[Records excerpted from a collection]
□ □ □ □ □ □ □

//! Line-delimited JSON activity log.
//!
//! Every entry is serialized in full and handed to the file with a single
//! `write_all`, so a concurrent `tail -f` never sees half a record.
//!
//! When the log file cannot be written the writer steps down, in order:
//! primary path, fallback path, stderr (`[DIAG-JSONL]` prefix), discard.
//! Logging never takes the supervisor down.

#![allow(missing_docs)]

use std::fs::{self, File, OpenOptions};
use std::io::{self, BufWriter, Write};
use std::path::{Path, PathBuf};
use std::time::{Duration, Instant};

use serde::{Deserialize, Serialize};

use crate::core::errors::{DiagError, Result};

const WRITE_BUFFER: usize = 64 * 1024;

#[derive(Debug, Clone, Copy, PartialEq, Eq, Serialize, Deserialize)]
#[serde(rename_all = "lowercase")]
pub enum Severity {
    Info,
    Warning,
    Critical,
}

impl Severity {
    pub const fn as_str(self) -> &'static str {
        match self {
            Self::Info => "info",
            Self::Warning => "warning",
            Self::Critical => "critical",
        }
    }
}

/// Activity kinds recorded by the toolkit.
#[derive(Debug, Clone, Copy, PartialEq, Eq, Serialize, Deserialize)]
#[serde(rename_all = "snake_case")]
pub enum EventType {
    SyncStart,
    SyncStop,
    TopologyReload,
    LaneStart,
    CopyComplete,
    CopyFail,
    LaneCancel,
    GcTruncate,
    AnalysisComplete,
    TaskFail,
    Error,
}

impl EventType {
    /// Same text as the serialized form.
    pub const fn as_str(self) -> &'static str {
        match self {
            Self::SyncStart => "sync_start",
            Self::SyncStop => "sync_stop",
            Self::TopologyReload => "topology_reload",
            Self::LaneStart => "lane_start",
            Self::CopyComplete => "copy_complete",
            Self::CopyFail => "copy_fail",
            Self::LaneCancel => "lane_cancel",
            Self::GcTruncate => "gc_truncate",
            Self::AnalysisComplete => "analysis_complete",
            Self::TaskFail => "task_fail",
            Self::Error => "error",
        }
    }
}

/// One JSONL line. Only `ts`, `event` and `severity` are always present.
#[derive(Debug, Clone, Serialize, Deserialize)]
pub struct LogEntry {
    /// RFC3339 UTC with milliseconds.
    pub ts: String,
    pub event: EventType,
    pub severity: Severity,
    /// Sync task key or analysis task name.
    #[serde(skip_serializing_if = "Option::is_none")]
    pub key: Option<String>,
    #[serde(skip_serializing_if = "Option::is_none")]
    pub path: Option<String>,
    #[serde(skip_serializing_if = "Option::is_none")]
    pub bytes: Option<u64>,
    #[serde(skip_serializing_if = "Option::is_none")]
    pub count: Option<u64>,
    #[serde(skip_serializing_if = "Option::is_none")]
    pub duration_ms: Option<u64>,
    #[serde(skip_serializing_if = "Option::is_none")]
    pub ok: Option<bool>,
    /// `DIAG-xxxx` code of a failure.
    #[serde(skip_serializing_if = "Option::is_none")]
    pub error_code: Option<String>,
    #[serde(skip_serializing_if = "Option::is_none")]
    pub error_message: Option<String>,
    #[serde(skip_serializing_if = "Option::is_none")]
    pub details: Option<String>,
}

impl LogEntry {
    pub fn new(event: EventType, severity: Severity) -> Self {
        Self {
            ts: utc_now(),
            event,
            severity,
            key: None,
            path: None,
            bytes: None,
            count: None,
            duration_ms: None,
            ok: None,
            error_code: None,
            error_message: None,
            details: None,
        }
    }

    /// Attach a failure taken from an error value.
    pub fn failed(mut self, err: &DiagError) -> Self {
        self.ok = Some(false);
        self.error_code = Some(err.code().to_string());
        self.error_message = Some(err.to_string());
        self
    }
}

#[derive(Debug, Clone, Copy, PartialEq, Eq)]
enum Sink {
    Primary,
    Fallback,
    Stderr,
    Discard,
}

impl Sink {
    const fn label(self) -> &'static str {
        match self {
            Self::Primary => "normal",
            Self::Fallback => "fallback",
            Self::Stderr => "stderr",
            Self::Discard => "discard",
        }
    }
}

#[derive(Debug, Clone)]
pub struct JsonlConfig {
    pub path: PathBuf,
    /// Tried when `path` cannot be opened or written.
    pub fallback_path: Option<PathBuf>,
    /// Rotate once the current file would grow past this.
    pub max_size_bytes: u64,
    pub max_rotated_files: u32,
    pub fsync_interval_secs: u64,
}

impl Default for JsonlConfig {
    fn default() -> Self {
        Self {
            path: crate::core::paths::default_jsonl_path(),
            fallback_path: None,
            max_size_bytes: 64 * 1024 * 1024,
            max_rotated_files: 5,
            fsync_interval_secs: 10,
        }
    }
}

/// Append-only writer with size rotation and the degradation chain above.
pub struct JsonlWriter {
    config: JsonlConfig,
    file: Option<BufWriter<File>>,
    sink: Sink,
    bytes_written: u64,
    last_sync: Instant,
}

impl JsonlWriter {
    pub fn open(config: JsonlConfig) -> Self {
        let mut writer = Self {
            config,
            file: None,
            sink: Sink::Discard,
            bytes_written: 0,
            last_sync: Instant::now(),
        };
        if !writer.attach(Sink::Primary) && !writer.attach(Sink::Fallback) {
            writer.sink = Sink::Stderr;
            let _ = writeln!(io::stderr(), "[DIAG-JSONL] no writable log file, using stderr");
        }
        writer
    }

    pub fn write_entry(&mut self, entry: &LogEntry) {
        match serde_json::to_string(entry) {
            Ok(mut line) => {
                line.push('\n');
                self.write_line(&line);
            }
            Err(e) => {
                let _ = writeln!(io::stderr(), "[DIAG-JSONL] serialize error: {e}");
            }
        }
    }

    pub fn flush(&mut self) {
        if let Some(file) = self.file.as_mut() {
            let _ = file.flush();
        }
    }

    pub fn fsync(&mut self) {
        if let Some(file) = self.file.as_mut() {
            let _ = file.flush();
            let _ = file.get_ref().sync_data();
        }
        self.last_sync = Instant::now();
    }

    /// `normal`, `fallback`, `stderr` or `discard`.
    pub fn state(&self) -> &'static str {
        self.sink.label()
    }

    pub fn bytes_written(&self) -> u64 {
        self.bytes_written
    }

    // ──────────────────── internals ────────────────────

    fn sink_path(&self, sink: Sink) -> Option<&Path> {
        match sink {
            Sink::Primary => Some(&self.config.path),
            Sink::Fallback => self.config.fallback_path.as_deref(),
            Sink::Stderr | Sink::Discard => None,
        }
    }

    /// Open `sink`'s file and make it current. False if it has none or
    /// cannot be opened.
    fn attach(&mut self, sink: Sink) -> bool {
        let Some(path) = self.sink_path(sink) else {
            return false;
        };
        match open_append(path) {
            Ok((file, size)) => {
                if sink == Sink::Fallback {
                    let _ = writeln!(
                        io::stderr(),
                        "[DIAG-JSONL] primary path failed, using fallback: {}",
                        path.display()
                    );
                }
                self.file = Some(BufWriter::with_capacity(WRITE_BUFFER, file));
                self.sink = sink;
                self.bytes_written = size;
                true
            }
            Err(_) => false,
        }
    }

    fn write_line(&mut self, line: &str) {
        let len = line.len() as u64;
        if self.file.is_some() && self.bytes_written + len > self.config.max_size_bytes {
            self.rotate();
        }

        match self.sink {
            Sink::Primary | Sink::Fallback => {
                let written = self
                    .file
                    .as_mut()
                    .is_some_and(|file| file.write_all(line.as_bytes()).is_ok());
                if !written {
                    self.step_down();
                    self.write_line(line);
                    return;
                }
                self.bytes_written += len;
                if self.last_sync.elapsed() >= Duration::from_secs(self.config.fsync_interval_secs) {
                    self.fsync();
                }
            }
            Sink::Stderr => {
                let _ = write!(io::stderr(), "[DIAG-JSONL] {line}");
            }
            Sink::Discard => {}
        }
    }

    fn step_down(&mut self) {
        self.file = None;
        match self.sink {
            Sink::Primary => {
                if !self.attach(Sink::Fallback) {
                    self.sink = Sink::Stderr;
                    let _ = writeln!(io::stderr(), "[DIAG-JSONL] log file unwritable, using stderr");
                }
            }
            Sink::Fallback => {
                self.sink = Sink::Stderr;
                let _ = writeln!(io::stderr(), "[DIAG-JSONL] fallback write failed, using stderr");
            }
            Sink::Stderr => self.sink = Sink::Discard,
            Sink::Discard => {}
        }
    }

    /// `log` → `log.1` → … → `log.N`; the oldest is dropped.
    fn rotate(&mut self) {
        self.flush();
        self.file = None;
        let current = self.sink;
        let Some(base) = self.sink_path(current).map(Path::to_path_buf) else {
            return;
        };

        let keep = self.config.max_rotated_files.max(1);
        let _ = fs::remove_file(rotated_name(&base, keep));
        for i in (1..keep).rev() {
            let _ = fs::rename(rotated_name(&base, i), rotated_name(&base, i + 1));
        }
        let _ = fs::rename(&base, rotated_name(&base, 1));

        if !self.attach(current) {
            self.sink = current;
            self.step_down();
        }
    }
}

fn open_append(path: &Path) -> Result<(File, u64)> {
    if let Some(parent) = path.parent()
        && !parent.as_os_str().is_empty()
    {
        fs::create_dir_all(parent).map_err(|source| DiagError::io(parent, source))?;
    }
    let file = OpenOptions::new()
        .create(true)
        .append(true)
        .open(path)
        .map_err(|source| DiagError::io(path, source))?;
    let size = file.metadata().map(|m| m.len()).unwrap_or(0);
    Ok((file, size))
}

fn rotated_name(base: &Path, index: u32) -> PathBuf {
    let mut name = base.as_os_str().to_owned();
    name.push(format!(".{index}"));
    PathBuf::from(name)
}

fn utc_now() -> String {
    chrono::Utc::now().to_rfc3339_opts(chrono::SecondsFormat::Millis, true)
}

□ □ □ □ □ □ □

Which lines above contain the word "static"? Copy each one.

    pub const fn as_str(self) -> &'static str {
    pub const fn as_str(self) -> &'static str {
    const fn label(self) -> &'static str {
    pub fn state(&self) -> &'static str {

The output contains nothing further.